──────── Data under study

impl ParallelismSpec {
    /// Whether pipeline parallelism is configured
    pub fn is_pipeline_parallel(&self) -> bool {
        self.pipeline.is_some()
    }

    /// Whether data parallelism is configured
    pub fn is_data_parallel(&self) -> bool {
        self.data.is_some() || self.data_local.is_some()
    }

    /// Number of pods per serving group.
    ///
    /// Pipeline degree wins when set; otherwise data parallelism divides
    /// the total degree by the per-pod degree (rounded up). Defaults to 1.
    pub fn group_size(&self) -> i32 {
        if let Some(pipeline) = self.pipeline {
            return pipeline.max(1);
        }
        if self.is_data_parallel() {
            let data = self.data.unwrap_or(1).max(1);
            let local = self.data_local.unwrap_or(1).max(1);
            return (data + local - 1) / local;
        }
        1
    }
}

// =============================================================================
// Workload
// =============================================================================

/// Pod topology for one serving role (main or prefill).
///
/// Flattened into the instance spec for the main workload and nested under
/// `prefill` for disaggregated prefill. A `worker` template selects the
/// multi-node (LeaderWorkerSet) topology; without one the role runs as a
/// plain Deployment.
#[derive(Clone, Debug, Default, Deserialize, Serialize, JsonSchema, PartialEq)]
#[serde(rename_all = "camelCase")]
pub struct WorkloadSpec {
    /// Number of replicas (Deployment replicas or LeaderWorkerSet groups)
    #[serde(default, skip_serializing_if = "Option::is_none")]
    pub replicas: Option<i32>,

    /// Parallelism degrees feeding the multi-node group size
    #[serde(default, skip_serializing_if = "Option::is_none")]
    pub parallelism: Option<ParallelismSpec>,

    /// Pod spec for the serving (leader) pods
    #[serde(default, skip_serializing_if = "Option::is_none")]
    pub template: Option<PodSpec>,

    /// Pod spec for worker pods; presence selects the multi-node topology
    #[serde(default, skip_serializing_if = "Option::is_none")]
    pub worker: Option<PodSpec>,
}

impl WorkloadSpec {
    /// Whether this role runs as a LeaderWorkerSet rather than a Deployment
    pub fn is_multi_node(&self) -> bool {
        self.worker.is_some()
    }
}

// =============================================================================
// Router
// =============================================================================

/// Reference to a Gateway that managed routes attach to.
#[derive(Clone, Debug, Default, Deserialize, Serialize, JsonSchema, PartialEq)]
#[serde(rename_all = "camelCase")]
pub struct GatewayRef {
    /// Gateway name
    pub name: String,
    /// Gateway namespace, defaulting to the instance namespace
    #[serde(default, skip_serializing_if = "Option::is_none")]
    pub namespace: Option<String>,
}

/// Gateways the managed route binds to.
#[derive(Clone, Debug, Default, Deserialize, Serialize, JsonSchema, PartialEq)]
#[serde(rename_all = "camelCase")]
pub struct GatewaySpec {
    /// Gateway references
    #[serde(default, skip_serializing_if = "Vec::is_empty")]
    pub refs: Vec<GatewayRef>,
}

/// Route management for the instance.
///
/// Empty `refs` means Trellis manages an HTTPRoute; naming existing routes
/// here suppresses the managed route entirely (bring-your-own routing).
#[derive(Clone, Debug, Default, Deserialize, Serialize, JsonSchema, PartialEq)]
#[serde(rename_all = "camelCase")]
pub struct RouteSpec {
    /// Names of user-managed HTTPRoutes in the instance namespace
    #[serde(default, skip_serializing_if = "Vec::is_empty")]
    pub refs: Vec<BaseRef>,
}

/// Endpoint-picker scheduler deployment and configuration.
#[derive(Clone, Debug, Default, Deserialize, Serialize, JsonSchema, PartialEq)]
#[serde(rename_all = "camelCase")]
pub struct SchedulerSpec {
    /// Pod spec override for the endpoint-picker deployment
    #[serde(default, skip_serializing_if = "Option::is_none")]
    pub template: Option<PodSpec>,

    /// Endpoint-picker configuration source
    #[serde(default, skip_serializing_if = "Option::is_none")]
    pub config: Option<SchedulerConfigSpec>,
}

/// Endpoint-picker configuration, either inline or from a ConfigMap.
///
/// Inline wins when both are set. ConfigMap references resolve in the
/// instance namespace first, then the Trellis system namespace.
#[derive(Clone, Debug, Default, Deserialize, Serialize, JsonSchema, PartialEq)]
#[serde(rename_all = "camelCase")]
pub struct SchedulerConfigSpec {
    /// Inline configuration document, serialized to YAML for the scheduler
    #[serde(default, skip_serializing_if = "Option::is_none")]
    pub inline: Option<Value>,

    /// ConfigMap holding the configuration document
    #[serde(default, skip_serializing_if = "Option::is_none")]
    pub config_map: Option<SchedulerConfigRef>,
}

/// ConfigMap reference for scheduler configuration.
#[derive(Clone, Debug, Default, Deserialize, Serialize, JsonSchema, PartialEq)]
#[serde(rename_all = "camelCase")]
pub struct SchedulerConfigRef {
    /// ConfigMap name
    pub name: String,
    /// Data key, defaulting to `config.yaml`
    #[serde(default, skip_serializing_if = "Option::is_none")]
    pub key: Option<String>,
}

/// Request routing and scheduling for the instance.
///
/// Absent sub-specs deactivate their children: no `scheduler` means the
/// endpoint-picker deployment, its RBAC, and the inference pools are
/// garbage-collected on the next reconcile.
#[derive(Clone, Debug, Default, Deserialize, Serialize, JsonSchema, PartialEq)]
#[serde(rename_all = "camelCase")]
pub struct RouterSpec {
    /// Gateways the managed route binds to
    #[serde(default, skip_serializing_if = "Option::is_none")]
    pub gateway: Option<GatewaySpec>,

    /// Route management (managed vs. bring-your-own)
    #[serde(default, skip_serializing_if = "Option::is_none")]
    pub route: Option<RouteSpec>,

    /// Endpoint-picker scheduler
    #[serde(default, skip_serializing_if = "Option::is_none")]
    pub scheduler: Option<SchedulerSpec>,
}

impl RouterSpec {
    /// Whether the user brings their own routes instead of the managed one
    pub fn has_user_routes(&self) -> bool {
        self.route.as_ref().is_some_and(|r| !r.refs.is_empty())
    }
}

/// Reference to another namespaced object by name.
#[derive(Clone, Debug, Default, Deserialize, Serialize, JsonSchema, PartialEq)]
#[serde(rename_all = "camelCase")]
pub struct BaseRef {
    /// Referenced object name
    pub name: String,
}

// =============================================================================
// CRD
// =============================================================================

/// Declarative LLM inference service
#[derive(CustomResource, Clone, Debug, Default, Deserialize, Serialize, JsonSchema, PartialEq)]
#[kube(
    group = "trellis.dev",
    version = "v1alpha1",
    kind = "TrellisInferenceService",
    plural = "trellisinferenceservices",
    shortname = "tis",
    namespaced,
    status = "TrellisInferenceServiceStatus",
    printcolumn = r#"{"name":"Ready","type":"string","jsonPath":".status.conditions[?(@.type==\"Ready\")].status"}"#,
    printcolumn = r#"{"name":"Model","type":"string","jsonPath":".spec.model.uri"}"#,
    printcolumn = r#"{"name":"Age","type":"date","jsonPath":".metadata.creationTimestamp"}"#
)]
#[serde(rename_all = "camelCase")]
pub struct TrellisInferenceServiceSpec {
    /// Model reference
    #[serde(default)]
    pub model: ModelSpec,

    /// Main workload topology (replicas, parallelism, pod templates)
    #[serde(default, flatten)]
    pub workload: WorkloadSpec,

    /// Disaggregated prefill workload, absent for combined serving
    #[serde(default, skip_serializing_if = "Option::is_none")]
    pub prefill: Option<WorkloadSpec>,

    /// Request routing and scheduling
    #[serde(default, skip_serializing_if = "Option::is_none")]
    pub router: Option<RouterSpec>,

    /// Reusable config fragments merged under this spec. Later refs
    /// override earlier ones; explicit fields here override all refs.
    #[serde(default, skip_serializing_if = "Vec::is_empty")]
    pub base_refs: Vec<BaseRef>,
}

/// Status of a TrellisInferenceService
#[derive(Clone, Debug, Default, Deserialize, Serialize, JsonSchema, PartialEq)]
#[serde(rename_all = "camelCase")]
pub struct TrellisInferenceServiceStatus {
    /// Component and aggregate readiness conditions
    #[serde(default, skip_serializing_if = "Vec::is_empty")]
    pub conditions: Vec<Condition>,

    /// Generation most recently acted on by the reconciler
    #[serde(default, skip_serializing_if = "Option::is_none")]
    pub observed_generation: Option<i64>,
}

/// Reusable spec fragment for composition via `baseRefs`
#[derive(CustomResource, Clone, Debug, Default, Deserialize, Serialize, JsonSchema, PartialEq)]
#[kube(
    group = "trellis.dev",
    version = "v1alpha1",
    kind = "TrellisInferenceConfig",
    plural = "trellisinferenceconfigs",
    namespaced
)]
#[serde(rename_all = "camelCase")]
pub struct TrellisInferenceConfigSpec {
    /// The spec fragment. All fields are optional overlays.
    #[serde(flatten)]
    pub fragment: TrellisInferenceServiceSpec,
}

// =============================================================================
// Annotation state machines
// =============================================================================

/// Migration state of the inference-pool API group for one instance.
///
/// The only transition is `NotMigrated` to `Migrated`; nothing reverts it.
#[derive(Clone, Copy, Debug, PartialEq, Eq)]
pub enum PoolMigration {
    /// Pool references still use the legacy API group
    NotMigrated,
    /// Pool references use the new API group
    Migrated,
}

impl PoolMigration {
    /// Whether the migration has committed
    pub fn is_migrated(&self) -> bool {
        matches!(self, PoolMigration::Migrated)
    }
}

────────────────

**Exercise prompt**
Looking at the entries above, say how many lines contain the word "fields". Only the number is wanted.

**Solution to this exercise**
2